Après plus de 200 expositions en Grande-Bretagne, c’est en France et en Hollande qu’elle sera  exposée dès septembre 1814. Son physique était en effet associé à une certaine forme de sauvagerie. D’ailleurs; en France elle fut exposée dans des conditions inhumaines  par le propriétaire d’un zoo. Toutefois, son odieuse exposition ne fut pas considérée comme choquante, car le racisme « scientifique » y était  officiellement encouragé.

Malgré des conditions inhumaines, elle refusa d’être secourue  

Saartjie au contact de l’Europe apprit plusieurs langues; ainsi parlait-elle couramment le français, l’allemand et l’anglais. Elle était également une excellente musicienne.

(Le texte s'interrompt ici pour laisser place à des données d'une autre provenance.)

//! ARP cache and the wait list of packets blocked on resolution.
//!
//! Both are plain data structures owned by the stack; the protocol logic that
//! sends requests and arms timers lives in [`arp`](super::arp).
//!
//! # Cache
//!
//! A ring of [`ARP_TABLE_SIZE`] entries with a rotating insertion cursor.  A
//! new IP overwrites the slot under the cursor (oldest insertion first, no
//! LRU); an IP that is already cached is updated in place, so the table never
//! holds two entries for one address.  When expiry is enabled each sweep
//! removes entries not refreshed since the previous sweep.
//!
//! # Wait list
//!
//! An arena of [`ARP_WAIT_MAX`] slots.  Each occupied slot exclusively owns
//! one queued packet plus its resolution metadata; the slot index is the key
//! of the entry's retry timer.  Entries record an insertion sequence number
//! so that packets for one address leave in the order they arrived.

use heapless::Vec;
use mote_lib::klog_debug;

use super::config::{ARP_TABLE_SIZE, ARP_WAIT_MAX};
use super::packetbuf::PacketBuf;
use super::timer::TimerToken;
use super::types::{IfaceId, Ipv4Addr, MacAddr};

// =============================================================================
// Cache
// =============================================================================

#[derive(Clone, Copy, Debug, PartialEq, Eq)]
pub struct ArpEntry {
    pub ip: Ipv4Addr,
    pub mac: MacAddr,
    pub iface: IfaceId,
    /// Refreshed since the last expiry sweep.
    updated: bool,
}

pub struct ArpCache {
    entries: [Option<ArpEntry>; ARP_TABLE_SIZE],
    pos: usize,
}

impl ArpCache {
    pub const fn new() -> Self {
        Self {
            entries: [None; ARP_TABLE_SIZE],
            pos: 0,
        }
    }

    /// Linear scan; the table holds a handful of entries.
    pub fn lookup(&self, ip: Ipv4Addr) -> Option<&ArpEntry> {
        self.entries.iter().flatten().find(|e| e.ip == ip)
    }

    /// Record `ip -> mac`, overwriting an existing entry for `ip` in place.
    pub fn insert(&mut self, ip: Ipv4Addr, mac: MacAddr, iface: IfaceId) {
        let fresh = ArpEntry {
            ip,
            mac,
            iface,
            updated: true,
        };

        if let Some(existing) = self.entries.iter_mut().flatten().find(|e| e.ip == ip) {
            *existing = fresh;
            return;
        }

        if let Some(evicted) = self.entries[self.pos].replace(fresh) {
            klog_debug!("arp: evicting {} ({})", evicted.ip, evicted.mac);
        }
        self.pos = (self.pos + 1) & (ARP_TABLE_SIZE - 1);
    }

    pub fn remove(&mut self, ip: Ipv4Addr) -> bool {
        match self.entries.iter_mut().find(|e| matches!(e, Some(x) if x.ip == ip)) {
            Some(slot) => {
                *slot = None;
                true
            }
            None => false,
        }
    }

    /// Drop entries not refreshed since the previous sweep, then clear the
    /// refresh marks.  Returns the number of entries removed.
    pub fn sweep(&mut self) -> usize {
        let mut removed = 0;
        for slot in self.entries.iter_mut() {
            match slot {
                Some(entry) if entry.updated => entry.updated = false,
                Some(_) => {
                    *slot = None;
                    removed += 1;
                }
                None => {}
            }
        }
        removed
    }

    pub fn len(&self) -> usize {
        self.entries.iter().flatten().count()
    }

    pub fn is_empty(&self) -> bool {
        self.len() == 0
    }

    pub fn iter(&self) -> impl Iterator<Item = &ArpEntry> {
        self.entries.iter().flatten()
    }
}

impl Default for ArpCache {
    fn default() -> Self {
        Self::new()
    }
}

// =============================================================================
// Wait list
// =============================================================================

/// A packet waiting for the hardware address of `target`.
#[derive(Debug)]
pub struct WaitEntry<'p> {
    pub pkt: PacketBuf<'p>,
    pub iface: IfaceId,
    /// Next hop being resolved.
    pub target: Ipv4Addr,
    /// Retries already spent on this packet.
    pub retries: u8,
    /// Retry timer; a fire is only honoured if its token matches.
    pub timer: TimerToken,
    seq: u32,
}

pub struct ArpWaitList<'p> {
    slots: [Option<WaitEntry<'p>>; ARP_WAIT_MAX],
    next_seq: u32,
}

impl<'p> ArpWaitList<'p> {
    pub fn new() -> Self {
        Self {
            slots: core::array::from_fn(|_| None),
            next_seq: 0,
        }
    }

    /// Index of a free slot, if any.
    pub fn vacant(&self) -> Option<usize> {
        self.slots.iter().position(|s| s.is_none())
    }

    /// Store an entry in slot `idx` (obtained from [`vacant`](Self::vacant)).
    ///
    /// Hands the packet back if the slot is taken.
    pub fn insert(
        &mut self,
        idx: usize,
        pkt: PacketBuf<'p>,
        iface: IfaceId,
        target: Ipv4Addr,
        retries: u8,
        timer: TimerToken,
    ) -> Result<(), PacketBuf<'p>> {
        let slot = match self.slots.get_mut(idx) {
            Some(slot) if slot.is_none() => slot,
            _ => return Err(pkt),
        };
        let seq = self.next_seq;
        self.next_seq = self.next_seq.wrapping_add(1);
        *slot = Some(WaitEntry {
            pkt,
            iface,
            target,
            retries,
            timer,
            seq,
        });
        Ok(())
    }

    /// Remove the entry in `idx` if its retry timer is `token`.
    ///
    /// A stale token (the entry was resolved and the slot reused, or the timer
    /// was cancelled after it had already been collected) leaves the list
    /// untouched.
    pub fn take_if_timer(&mut self, idx: usize, token: TimerToken) -> Option<WaitEntry<'p>> {
        let slot = self.slots.get_mut(idx)?;
        if slot.as_ref().is_some_and(|e| e.timer == token) {
            slot.take()
        } else {
            None
        }
    }

    /// Remove every entry waiting on `target`, oldest first.
    ///
    /// The entries are moved out before the caller acts on them, so sending
    /// them (which may queue new entries) cannot disturb this iteration.
    pub fn take_for(&mut self, target: Ipv4Addr) -> Vec<WaitEntry<'p>, ARP_WAIT_MAX> {
        let mut out: Vec<WaitEntry<'p>, ARP_WAIT_MAX> = Vec::new();
        for slot in self.slots.iter_mut() {
            if slot.as_ref().is_some_and(|e| e.target == target) {
                if let Some(entry) = slot.take() {
                    // At most ARP_WAIT_MAX entries exist.
                    let _ = out.push(entry);
                }
            }
        }
        out.sort_unstable_by_key(|e| e.seq);
        out
    }

    pub fn len(&self) -> usize {
        self.slots.iter().flatten().count()
    }

    pub fn is_empty(&self) -> bool {
        self.len() == 0
    }

    pub fn pending_for(&self, target: Ipv4Addr) -> usize {
        self.slots.iter().flatten().filter(|e| e.target == target).count()
    }
}

impl Default for ArpWaitList<'_> {
    fn default() -> Self {
        Self::new()
    }
}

À cause des conditions de « travail » inhumaines qui lui étaient imposées, Saartjie devint alcoolique. Elle s’adonna également pendant quelque temps à la prostitution afin de se nourrir. Elle refusa toutefois l’aide qu’on lui apportait en prétextant qu’elle percevait une partie des profits liés à son exhibition.

Elle mourut finalement le 29 décembre 1815. Les causes de sa mort restent inconnues, mais la pneumonie et la syphilis qui prévalaient à cette époque eurent certainement raison d’elle.

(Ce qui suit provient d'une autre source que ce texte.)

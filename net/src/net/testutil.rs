//! Host-side fixtures: a capturing device, frame builders and a minimal TCP
//! engine for driving the stack end to end.

use std::collections::VecDeque;
use std::vec::Vec;

use super::binding::{BindingTable, ListBindings};
use super::config::StackConfig;
use super::netdev::{NetDevice, NetDeviceFeatures};
use super::netstack::{IfaceConfig, NetStack};
use super::packetbuf::PacketBuf;
use super::pool::{PacketPool, PoolKind};
use super::tcp::{ConnStatus, NullTcp, TcpConn, TcpContext, TcpEngine, TcpFlags, TcpHeader, TcpSegment};
use super::types::{IfaceId, Ipv4Addr, MacAddr, NetError, SockAddr};
use super::{
    ARP_OPER_REPLY, ARP_OPER_REQUEST, ETH_HEADER_LEN, IPV4_HEADER_LEN, TCP_HEADER_LEN, UDP_HEADER_LEN,
    checksum, fold_checksum, ones_complement_sum, pseudo_header_sum,
};

pub const OUR_MAC: MacAddr = MacAddr([0x02, 0, 0, 0, 0, 0x01]);
pub const OUR_IP: Ipv4Addr = Ipv4Addr::new(10, 0, 0, 2);
pub const NETMASK: Ipv4Addr = Ipv4Addr::new(255, 255, 255, 0);
pub const PEER_MAC: MacAddr = MacAddr([0x02, 0, 0, 0, 0, 0x07]);
pub const PEER_IP: Ipv4Addr = Ipv4Addr::new(10, 0, 0, 7);
pub const GATEWAY_IP: Ipv4Addr = Ipv4Addr::new(10, 0, 0, 1);
pub const REMOTE_IP: Ipv4Addr = Ipv4Addr::new(192, 168, 50, 9);
pub const IF0: IfaceId = IfaceId(0);

pub const ETHERTYPE_IPV4: u16 = 0x0800;
pub const ETHERTYPE_ARP: u16 = 0x0806;

// =============================================================================
// Device
// =============================================================================

/// Records transmitted frames and replays injected ones.
#[derive(Default)]
pub struct CaptureDevice {
    pub sent: Vec<Vec<u8>>,
    /// Pool part of each transmitted buffer, parallel to `sent` until taken.
    pub origins: Vec<PoolKind>,
    pub rx: VecDeque<(IfaceId, Vec<u8>)>,
    pub features: Option<NetDeviceFeatures>,
    pub fail_tx: bool,
}

impl CaptureDevice {
    pub fn take_sent(&mut self) -> Vec<Vec<u8>> {
        self.origins.clear();
        std::mem::take(&mut self.sent)
    }
}

impl<'p> NetDevice<'p> for CaptureDevice {
    fn tx(&mut self, _iface: IfaceId, pkt: PacketBuf<'p>) -> Result<(), NetError> {
        if self.fail_tx {
            return Err(NetError::OutOfPackets);
        }
        self.sent.push(pkt.payload().to_vec());
        self.origins.push(pkt.origin());
        Ok(())
    }

    fn poll_rx(&mut self, iface: IfaceId, pool: &'p PacketPool) -> Option<PacketBuf<'p>> {
        let idx = self.rx.iter().position(|(i, _)| *i == iface)?;
        let (_, frame) = self.rx.remove(idx)?;
        PacketBuf::from_raw_copy(pool, &frame).ok()
    }

    fn features(&self) -> NetDeviceFeatures {
        self.features.unwrap_or(NetDeviceFeatures::empty())
    }
}

pub type TestStack<'p, B = ListBindings, T = NullTcp> = NetStack<'p, CaptureDevice, B, T>;

/// Stack with one interface `OUR_IP/24` and the default config.
pub fn stack(pool: &PacketPool) -> TestStack<'_> {
    stack_with(pool, ListBindings::new(), NullTcp, StackConfig::default())
}

pub fn stack_with<'p, B: BindingTable, T: TcpEngine<'p>>(
    pool: &'p PacketPool,
    bindings: B,
    tcp: T,
    config: StackConfig,
) -> TestStack<'p, B, T> {
    let mut stack = NetStack::new(pool, CaptureDevice::default(), bindings, tcp, config).expect("stack config");
    stack
        .add_iface(IfaceConfig::new(OUR_MAC, OUR_IP, NETMASK))
        .expect("iface");
    stack
}

/// Hand `frame` to the stack as if it had been received on interface 0.
pub fn inject<'p, B, T>(stack: &mut TestStack<'p, B, T>, frame: &[u8])
where
    B: BindingTable,
    T: TcpEngine<'p>,
{
    let pkt = PacketBuf::from_raw_copy(stack.pool(), frame).expect("rx buffer");
    stack.receive(IF0, pkt);
}

// =============================================================================
// Frame builders
// =============================================================================

pub fn eth_frame(dst: MacAddr, src: MacAddr, ethertype: u16, payload: &[u8]) -> Vec<u8> {
    let mut frame = Vec::with_capacity(ETH_HEADER_LEN + payload.len());
    frame.extend_from_slice(dst.as_bytes());
    frame.extend_from_slice(src.as_bytes());
    frame.extend_from_slice(&ethertype.to_be_bytes());
    frame.extend_from_slice(payload);
    frame
}

/// IPv4 packet with a valid header checksum.
pub fn ipv4_packet(src: Ipv4Addr, dst: Ipv4Addr, proto: u8, payload: &[u8]) -> Vec<u8> {
    let total = (IPV4_HEADER_LEN + payload.len()) as u16;
    let mut pkt = vec![0u8; IPV4_HEADER_LEN];
    pkt[0] = 0x45;
    pkt[2..4].copy_from_slice(&total.to_be_bytes());
    pkt[8] = 64;
    pkt[9] = proto;
    pkt[12..16].copy_from_slice(src.as_bytes());
    pkt[16..20].copy_from_slice(dst.as_bytes());
    fix_ipv4_checksum(&mut pkt);
    pkt.extend_from_slice(payload);
    pkt
}

/// Recompute the header checksum after a test edits header bytes.
pub fn fix_ipv4_checksum(ip: &mut [u8]) {
    let ihl = (ip[0] & 0x0f) as usize * 4;
    ip[10..12].fill(0);
    let csum = checksum(&ip[..ihl.min(ip.len())]);
    ip[10..12].copy_from_slice(&csum.to_be_bytes());
}

/// Ethernet frame carrying an IPv4 packet from the peer to us.
pub fn ipv4_frame(src: Ipv4Addr, dst: Ipv4Addr, proto: u8, payload: &[u8]) -> Vec<u8> {
    eth_frame(OUR_MAC, PEER_MAC, ETHERTYPE_IPV4, &ipv4_packet(src, dst, proto, payload))
}

pub fn icmp_echo(icmp_type: u8, id: u16, seq: u16, data: &[u8]) -> Vec<u8> {
    let mut msg = vec![icmp_type, 0, 0, 0];
    msg.extend_from_slice(&id.to_be_bytes());
    msg.extend_from_slice(&seq.to_be_bytes());
    msg.extend_from_slice(data);
    let csum = checksum(&msg);
    msg[2..4].copy_from_slice(&csum.to_be_bytes());
    msg
}

/// UDP datagram with a valid pseudo-header checksum.
pub fn udp_datagram(src: SockAddr, dst: SockAddr, payload: &[u8]) -> Vec<u8> {
    let len = UDP_HEADER_LEN + payload.len();
    let mut dgram = Vec::with_capacity(len);
    dgram.extend_from_slice(&src.port.to_network_bytes());
    dgram.extend_from_slice(&dst.port.to_network_bytes());
    dgram.extend_from_slice(&(len as u16).to_be_bytes());
    dgram.extend_from_slice(&[0, 0]);
    dgram.extend_from_slice(payload);

    let sum = pseudo_header_sum(src.ip, dst.ip, 17, len);
    let csum = match fold_checksum(ones_complement_sum(sum, &dgram)) {
        0 => 0xffff,
        c => c,
    };
    dgram[6..8].copy_from_slice(&csum.to_be_bytes());
    dgram
}

/// Bare TCP header; the engine under test does not verify checksums.
pub fn tcp_segment(src_port: u16, dst_port: u16, flags: TcpFlags, payload: &[u8]) -> Vec<u8> {
    let mut seg = vec![0u8; TCP_HEADER_LEN];
    seg[0..2].copy_from_slice(&src_port.to_be_bytes());
    seg[2..4].copy_from_slice(&dst_port.to_be_bytes());
    seg[12] = ((TCP_HEADER_LEN / 4) as u8) << 4;
    seg[13] = flags.bits();
    seg[14..16].copy_from_slice(&1024u16.to_be_bytes());
    seg.extend_from_slice(payload);
    seg
}

pub fn arp_packet(oper: u16, sha: MacAddr, spa: Ipv4Addr, tha: MacAddr, tpa: Ipv4Addr) -> Vec<u8> {
    let mut arp = vec![0, 1, 0x08, 0x00, 6, 4];
    arp.extend_from_slice(&oper.to_be_bytes());
    arp.extend_from_slice(sha.as_bytes());
    arp.extend_from_slice(spa.as_bytes());
    arp.extend_from_slice(tha.as_bytes());
    arp.extend_from_slice(tpa.as_bytes());
    arp
}

/// The peer answering a request for `ip` with its own MAC.
pub fn arp_reply_frame(ip: Ipv4Addr) -> Vec<u8> {
    eth_frame(
        OUR_MAC,
        PEER_MAC,
        ETHERTYPE_ARP,
        &arp_packet(ARP_OPER_REPLY, PEER_MAC, ip, OUR_MAC, OUR_IP),
    )
}

/// The peer asking who has `OUR_IP`.
pub fn arp_request_frame() -> Vec<u8> {
    eth_frame(
        MacAddr::BROADCAST,
        PEER_MAC,
        ETHERTYPE_ARP,
        &arp_packet(ARP_OPER_REQUEST, PEER_MAC, PEER_IP, MacAddr::ZERO, OUR_IP),
    )
}

// =============================================================================
// Frame inspection
// =============================================================================

pub fn ethertype(frame: &[u8]) -> u16 {
    u16::from_be_bytes([frame[12], frame[13]])
}

pub fn dst_mac(frame: &[u8]) -> MacAddr {
    MacAddr::from_slice(frame).unwrap_or_default()
}

/// IPv4 header and payload of an Ethernet frame.
pub fn ip_of(frame: &[u8]) -> &[u8] {
    &frame[ETH_HEADER_LEN..]
}

/// Transport payload of an Ethernet/IPv4 frame.
pub fn l4_of(frame: &[u8]) -> &[u8] {
    let ip = ip_of(frame);
    &ip[(ip[0] & 0x0f) as usize * 4..]
}

pub fn ip_src(frame: &[u8]) -> Ipv4Addr {
    Ipv4Addr::from_slice(&ip_of(frame)[12..]).unwrap_or_default()
}

pub fn ip_dst(frame: &[u8]) -> Ipv4Addr {
    Ipv4Addr::from_slice(&ip_of(frame)[16..]).unwrap_or_default()
}

pub fn is_arp_request(frame: &[u8]) -> bool {
    ethertype(frame) == ETHERTYPE_ARP && frame[ETH_HEADER_LEN + 7] == ARP_OPER_REQUEST as u8
}

// =============================================================================
// TCP engine
// =============================================================================

/// Minimal engine: a SYN to a listening port becomes an established
/// connection in the backlog, payload is queued, FIN closes.  Nothing is
/// ever sent in response.
#[derive(Default)]
pub struct ScriptedTcp {
    pub retransmit: bool,
    pub reset_on_terminate: bool,
    pub terminated: Vec<SockAddr>,
    pub encapsulated: Vec<TcpFlags>,
}

impl<'p> TcpEngine<'p> for ScriptedTcp {
    fn retransmits(&self) -> bool {
        self.retransmit
    }

    fn input<B: BindingTable>(
        &mut self,
        ctx: TcpContext<'_, 'p, B>,
        _iface: IfaceId,
        src: Ipv4Addr,
        _dst: Ipv4Addr,
        mut pkt: PacketBuf<'p>,
    ) -> Option<TcpSegment<'p>> {
        let hdr = TcpHeader::parse(pkt.payload())?;
        let remote = SockAddr::new(src, hdr.src_port);

        if hdr.flags.contains(TcpFlags::SYN) {
            let listener = ctx.sockets.listener_for(hdr.dst_port)?;
            let cid = ctx
                .sockets
                .alloc_conn(hdr.dst_port, remote, ConnStatus::Connected)
                .ok()?;
            if ctx.sockets.add_backlog(listener, cid).is_err() {
                ctx.sockets.take_conn(cid);
            }
            return None;
        }

        let cid = ctx.sockets.conn_lookup(hdr.dst_port, remote)?;
        if hdr.flags.contains(TcpFlags::FIN) {
            ctx.sockets.set_conn_status(cid, ConnStatus::Closed);
        }
        pkt.pull_header(hdr.header_len).ok()?;
        if !pkt.is_empty() {
            let _ = ctx.sockets.deliver_to_conn(cid, pkt);
        }
        None
    }

    fn encapsulate(
        &mut self,
        conn: &mut TcpConn<'p>,
        flags: TcpFlags,
        pkt: &mut PacketBuf<'p>,
    ) -> Result<(), NetError> {
        self.encapsulated.push(flags);
        TcpHeader {
            src_port: conn.local_port,
            dst_port: conn.remote.port,
            seq: conn.seqid,
            ack: conn.ackid,
            flags,
            window: 1024,
            header_len: TCP_HEADER_LEN,
        }
        .push(pkt)
    }

    fn terminate(&mut self, conn: &TcpConn<'p>) -> Option<TcpFlags> {
        self.terminated.push(conn.remote);
        self.reset_on_terminate.then_some(TcpFlags::RST)
    }
}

Disséquée et exposée au musée de l’homme à Paris

Après sa mort, Georges Cuvier (scientifique spécialiste de l’anatomie humaine), récupère son cadavre. Il en fait un moulage complet en plâtre. Aussi, estimant que Saartjie est la preuve de l’infériorité de la race noire et au nom des progrès de la science, il entreprit de la disséquer.

Après la dissection, le cerveau de Saartjie, ainsi que son anus, ses organes génitaux, furent conservés dans des bocaux remplis de formol. Cuvier finit par extraire son squelette, qu’il reconstitua os par os. Il expose et présente  le résultat de son travail devant l’Académie Nationale de Médecine.

Le moule et le squelette de Saartjie seront exposés plus tard dans la galerie d’anthropologie physique du musée de l’homme à Paris jusqu’en 1974 où ils seront finalement retirés.

Saartjie Baartman, rejoint sa terre natale en 2002

En 1994, à la fin de l’apartheid, le président Nelson Mandela demanda à la France la restitution des restes de Saartjie. Cette dernière s’y opposa prétextant que la dépouille de Saartjie appartiendrait à l’État français.

Ce n’est qu’en mars 2002, après le vote d’une loi spéciale de restitution, que la France rendra à l’Afrique du Sud le corps de la « Venus Hottentote ».

Le 9 août 2002, journée de la femme en Afrique du Sud, Saartjie Baartman fut inhumée après une cérémonie propre aux coutumes de la région où elle était née. En 2010, le réalisateur Abdellatif Kechiche réalisa un film abordant l’histoire de Saartjie, sous le titre Vénus Noire.